Monday, 1 August 2016

Overcoming Obstacles

5 Ways to Overcome Creative Obstacles
No matter what you perceive as your limitation or your advantage, the most influential resource to a prosperous creative career is recognizing the innate power you hold. Everyone has the power to do incredible things. It’s not a quality that is reserved for the influential or the well-known. It’s one that everyone shares and the only difference is in how you claim it and how you use it.
You can use your implicit power to destroy your ability to do work by fostering self-doubt, hesitation and resistance. It is a forceful act to constantly cut yourself down or hold yourself back. You might not be moving, but it’s because you are making a concerted effort to stay small and stuck. You can use that same power to embolden your work with resilience, grit and determination. Your power to surmount challenges and break past your comfort zone takes the same amount of force as resisting that forward momentum. Both options require an output of energy. The most important choice you’ll make is whether to use your power to hold you back or to push you forward.

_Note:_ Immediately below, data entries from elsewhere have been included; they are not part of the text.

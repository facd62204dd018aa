use crate::state::Store;
use alloy_primitives::{address, Address, B256, U256};
use common::network::{get_network_by_chain_id, LOCALHOST_CHAIN_ID};
use common::{ChainError, ChainSnapshot, Connection, Loan};
use evm_interface::{ChainClient, ContractCall, Receipt, TxHandle};
use std::collections::HashMap;
use std::sync::atomic::{AtomicUsize, Ordering};
use std::sync::Mutex;

pub const ACCOUNT: Address = address!("f39Fd6e51aad88F6F4ce6aB8827279cffFb92266");

/// In-memory `ChainClient` recording every call made through it
pub struct MockChain {
    connect_result: Mutex<Result<Connection, ChainError>>,
    chain_state: Mutex<ChainSnapshot>,
    read_error: Mutex<Option<ChainError>>,
    submit_failures: Mutex<HashMap<&'static str, ChainError>>,
    receipt_failures: Mutex<HashMap<&'static str, ChainError>>,
    submitted: Mutex<Vec<ContractCall>>,
    // loading flag as seen by each submit, when a store is observed
    observer: Mutex<Option<Store>>,
    loading_at_submit: Mutex<Vec<bool>>,
    collateral_reads: AtomicUsize,
}

pub fn localhost_connection() -> Connection {
    let network = get_network_by_chain_id(LOCALHOST_CHAIN_ID).unwrap();
    Connection { account: ACCOUNT, network }
}

impl MockChain {
    pub fn connected() -> Self {
        Self {
            connect_result: Mutex::new(Ok(localhost_connection())),
            chain_state: Mutex::new(ChainSnapshot::default()),
            read_error: Mutex::new(None),
            submit_failures: Mutex::new(HashMap::new()),
            receipt_failures: Mutex::new(HashMap::new()),
            submitted: Mutex::new(Vec::new()),
            observer: Mutex::new(None),
            loading_at_submit: Mutex::new(Vec::new()),
            collateral_reads: AtomicUsize::new(0),
        }
    }

    pub fn failing_connect(error: ChainError) -> Self {
        let mock = Self::connected();
        *mock.connect_result.lock().unwrap() = Err(error);
        mock
    }

    pub fn set_chain_state(&self, snapshot: ChainSnapshot) {
        *self.chain_state.lock().unwrap() = snapshot;
    }

    pub fn set_loans(&self, count: u64) {
        let loans = (1..=count)
            .map(|i| Loan { principal: U256::from(i * 100), interest: U256::from(i) })
            .collect();
        self.chain_state.lock().unwrap().loans = loans;
    }

    pub fn fail_reads(&self, error: ChainError) {
        *self.read_error.lock().unwrap() = Some(error);
    }

    pub fn fail_submit(&self, method: &'static str, error: ChainError) {
        self.submit_failures.lock().unwrap().insert(method, error);
    }

    pub fn fail_receipt(&self, method: &'static str, error: ChainError) {
        self.receipt_failures.lock().unwrap().insert(method, error);
    }

    pub fn observe(&self, store: &Store) {
        *self.observer.lock().unwrap() = Some(store.clone());
    }

    pub fn submitted(&self) -> Vec<ContractCall> {
        self.submitted.lock().unwrap().clone()
    }

    pub fn loading_at_submit(&self) -> Vec<bool> {
        self.loading_at_submit.lock().unwrap().clone()
    }

    /// Each refresh reads collateral exactly once
    pub fn refresh_count(&self) -> usize {
        self.collateral_reads.load(Ordering::SeqCst)
    }

    fn check_reads(&self) -> Result<(), ChainError> {
        match self.read_error.lock().unwrap().clone() {
            Some(error) => Err(error),
            None => Ok(()),
        }
    }
}

impl ChainClient for MockChain {
    async fn connect(&self) -> Result<Connection, ChainError> {
        self.connect_result.lock().unwrap().clone()
    }

    async fn read_collateral(&self, _account: Address) -> Result<U256, ChainError> {
        self.collateral_reads.fetch_add(1, Ordering::SeqCst);
        self.check_reads()?;
        Ok(self.chain_state.lock().unwrap().collateral_balance)
    }

    async fn read_loans(&self, _account: Address) -> Result<Vec<Loan>, ChainError> {
        self.check_reads()?;
        Ok(self.chain_state.lock().unwrap().loans.clone())
    }

    async fn read_token_balance(&self, holder: Address) -> Result<U256, ChainError> {
        self.check_reads()?;
        let state = self.chain_state.lock().unwrap();
        if holder == ACCOUNT {
            Ok(state.user_token_balance)
        } else {
            Ok(state.contract_token_balance)
        }
    }

    async fn submit(&self, call: ContractCall) -> Result<TxHandle, ChainError> {
        if let Some(store) = self.observer.lock().unwrap().as_ref() {
            self.loading_at_submit.lock().unwrap().push(store.is_loading());
        }

        let method = call.method_name();
        if let Some(error) = self.submit_failures.lock().unwrap().get(method) {
            return Err(error.clone());
        }

        let mut submitted = self.submitted.lock().unwrap();
        submitted.push(call);
        let hash = B256::with_last_byte(submitted.len() as u8);
        Ok(TxHandle { hash })
    }

    async fn await_receipt(&self, handle: TxHandle) -> Result<Receipt, ChainError> {
        let position = handle.hash.0[31] as usize - 1;
        let method = self.submitted.lock().unwrap()[position].method_name();
        if let Some(error) = self.receipt_failures.lock().unwrap().get(method) {
            return Err(error.clone());
        }
        Ok(Receipt { transaction_hash: handle.hash, block_number: position as u64 + 1 })
    }
}
use alloy_primitives::U256;
use thiserror::Error;

#[derive(Debug, Clone, PartialEq, Eq, Error)]
pub enum AmountError {
    #[error("Amount is empty")]
    Empty,

    #[error("Invalid amount: {0}")]
    InvalidNumber(String),

    #[error("Amount {input} has more than {decimals} decimal places")]
    TooManyDecimals { input: String, decimals: u8 },

    #[error("Amount overflow: {0}")]
    Overflow(String),
}

/// A power-of-ten scale used to move between human-readable decimal strings
/// and the fixed-point integers contracts work with.
///
/// All conversions are integer arithmetic on `U256`; floats never enter the path.
///
/// # Examples
/// ```
/// use common::amount::ScaleFactor;
///
/// let wei = ScaleFactor::WAD.parse("1.5").unwrap();
/// assert_eq!(ScaleFactor::WAD.format(wei), "1.5");
/// ```
#[derive(Debug, Clone, Copy, PartialEq, Eq)]
pub struct ScaleFactor {
    decimals: u8,
    factor: U256,
}

impl ScaleFactor {
    /// 18 decimals, the scale of ether and the test token
    pub const WAD: Self =
        Self { decimals: 18, factor: U256::from_limbs([1_000_000_000_000_000_000, 0, 0, 0]) };

    /// Creates a scale of `10^decimals`, or `None` if it does not fit in 256 bits
    pub fn new(decimals: u8) -> Option<Self> {
        let ten = U256::from(10u64);
        let mut factor = U256::from(1u64);
        for _ in 0..decimals {
            factor = factor.checked_mul(ten)?;
        }
        Some(Self { decimals, factor })
    }

    pub const fn decimals(&self) -> u8 {
        self.decimals
    }

    pub const fn factor(&self) -> U256 {
        self.factor
    }

    /// Parses a non-negative decimal string such as `"1.5"` into scaled units.
    ///
    /// Surrounding whitespace is ignored and either side of the decimal point may
    /// be omitted (`".5"`, `"2."`). Trailing fractional zeros beyond the scale are
    /// accepted, other digits beyond it are rejected rather than truncated.
    pub fn parse(&self, input: &str) -> Result<U256, AmountError> {
        let trimmed = input.trim();
        if trimmed.is_empty() {
            return Err(AmountError::Empty);
        }

        let (whole, fraction) = trimmed.split_once('.').unwrap_or((trimmed, ""));
        if whole.is_empty() && fraction.is_empty() {
            return Err(AmountError::InvalidNumber(trimmed.to_string()));
        }

        let fraction = fraction.trim_end_matches('0');
        if fraction.len() > self.decimals as usize {
            return Err(AmountError::TooManyDecimals {
                input: trimmed.to_string(),
                decimals: self.decimals,
            });
        }

        let whole_units = parse_digits(whole, trimmed)?;
        let padded = format!("{:0<width$}", fraction, width = self.decimals as usize);
        let fraction_units = parse_digits(&padded, trimmed)?;

        whole_units
            .checked_mul(self.factor)
            .and_then(|scaled| scaled.checked_add(fraction_units))
            .ok_or_else(|| AmountError::Overflow(trimmed.to_string()))
    }

    /// Formats scaled units with every significant fractional digit, keeping at
    /// least one (`1000000000000000000` -> `"1.0"`).
    pub fn format(&self, value: U256) -> String {
        if self.decimals == 0 {
            return value.to_string();
        }

        let whole = value / self.factor;
        let fraction = value % self.factor;
        let digits = format!("{:0>width$}", fraction.to_string(), width = self.decimals as usize);
        let digits = digits.trim_end_matches('0');

        if digits.is_empty() {
            format!("{}.0", whole)
        } else {
            format!("{}.{}", whole, digits)
        }
    }

    /// Formats scaled units rounded half-up to exactly `places` fractional digits.
    pub fn format_fixed(&self, value: U256, places: u8) -> String {
        if places >= self.decimals {
            let full = self.format(value);
            let (whole, fraction) = full.split_once('.').unwrap_or((full.as_str(), ""));
            if places == 0 {
                return whole.to_string();
            }
            return format!("{}.{:0<width$}", whole, fraction, width = places as usize);
        }

        // places < decimals, so both scales are smaller than self and always fit
        let (Some(dropped), Some(kept)) =
            (Self::new(self.decimals - places), Self::new(places))
        else {
            return self.format(value);
        };

        let half = dropped.factor / U256::from(2u64);
        let rounded = value.checked_add(half).unwrap_or(value) / dropped.factor;

        if places == 0 {
            return rounded.to_string();
        }

        let whole = rounded / kept.factor;
        let fraction = rounded % kept.factor;
        format!("{}.{:0>width$}", whole, fraction.to_string(), width = places as usize)
    }
}

fn parse_digits(digits: &str, original: &str) -> Result<U256, AmountError> {
    let ten = U256::from(10u64);
    let mut value = U256::ZERO;

    for c in digits.chars() {
        let digit =
            c.to_digit(10).ok_or_else(|| AmountError::InvalidNumber(original.to_string()))?;
        value = value
            .checked_mul(ten)
            .and_then(|v| v.checked_add(U256::from(digit)))
            .ok_or_else(|| AmountError::Overflow(original.to_string()))?;
    }

    Ok(value)
}

/// Parses an ether-denominated decimal string into wei.
pub fn parse_ether(input: &str) -> Result<U256, AmountError> {
    ScaleFactor::WAD.parse(input)
}

/// Formats wei as an ether-denominated decimal string.
pub fn format_ether(value: U256) -> String {
    ScaleFactor::WAD.format(value)
}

There will always be two scenarios in any given situation, how you choose will determine everything. Here are a few situations that will surely come up in your creative process and your options for how to proceed:
1. You will have obstacles. You can either write them off as reasons that it’s too hard and too unfair to push forward, or you can see them as challenges to make your work more complex and thoughtful because of your desire to overcome those challenges.
2. You will fail. You can quit and give up on your dreams, or you can use your failure to understand what went wrong and try again. You can “fail better” as Samuel Beckett once said.
3. You will be uncertain. You can either let that uncertainty paralyze you, or you can use the uncertainty as an experiment. You can allow yourself to search for the answer, innovate and try new things even if you’re uncertain if it will work.
4. You will grapple with self-doubt. You will either believe your self-doubt and pretend that you aren’t really an artist, or you will look for opportunities to connect with other artists who might feel the same thing. Instead of keeping yourself isolated, you will reach out, help to build others up, and in doing so, build your own confidence.
5. You will change. You will either choose to be disappointed in change, resist it or remain wistful of the past, or you will see change for what it is: an evolution. Acknowledging that change is part of your artistic growth, you will be able to move through the changing seasons without the anxiety that could accompany it.
Like the Spiderman comics tell us, “With great power comes great responsibility.” The issue isn’t that you don’t have power, it’s only that you don’t acknowledge it. Your power to create, to bring an idea to life and share your perspective of the world is the same power that your creative heroes had when they started out. No matter what, you will face obstacles, uncertainty and sometimes even failure. The more you can catalogue those moments as part of your creative process and allow yourself to learn and grow, the more your power works for your creative career instead of against it. Choose wisely and choose often. Claim your power to create and get to work.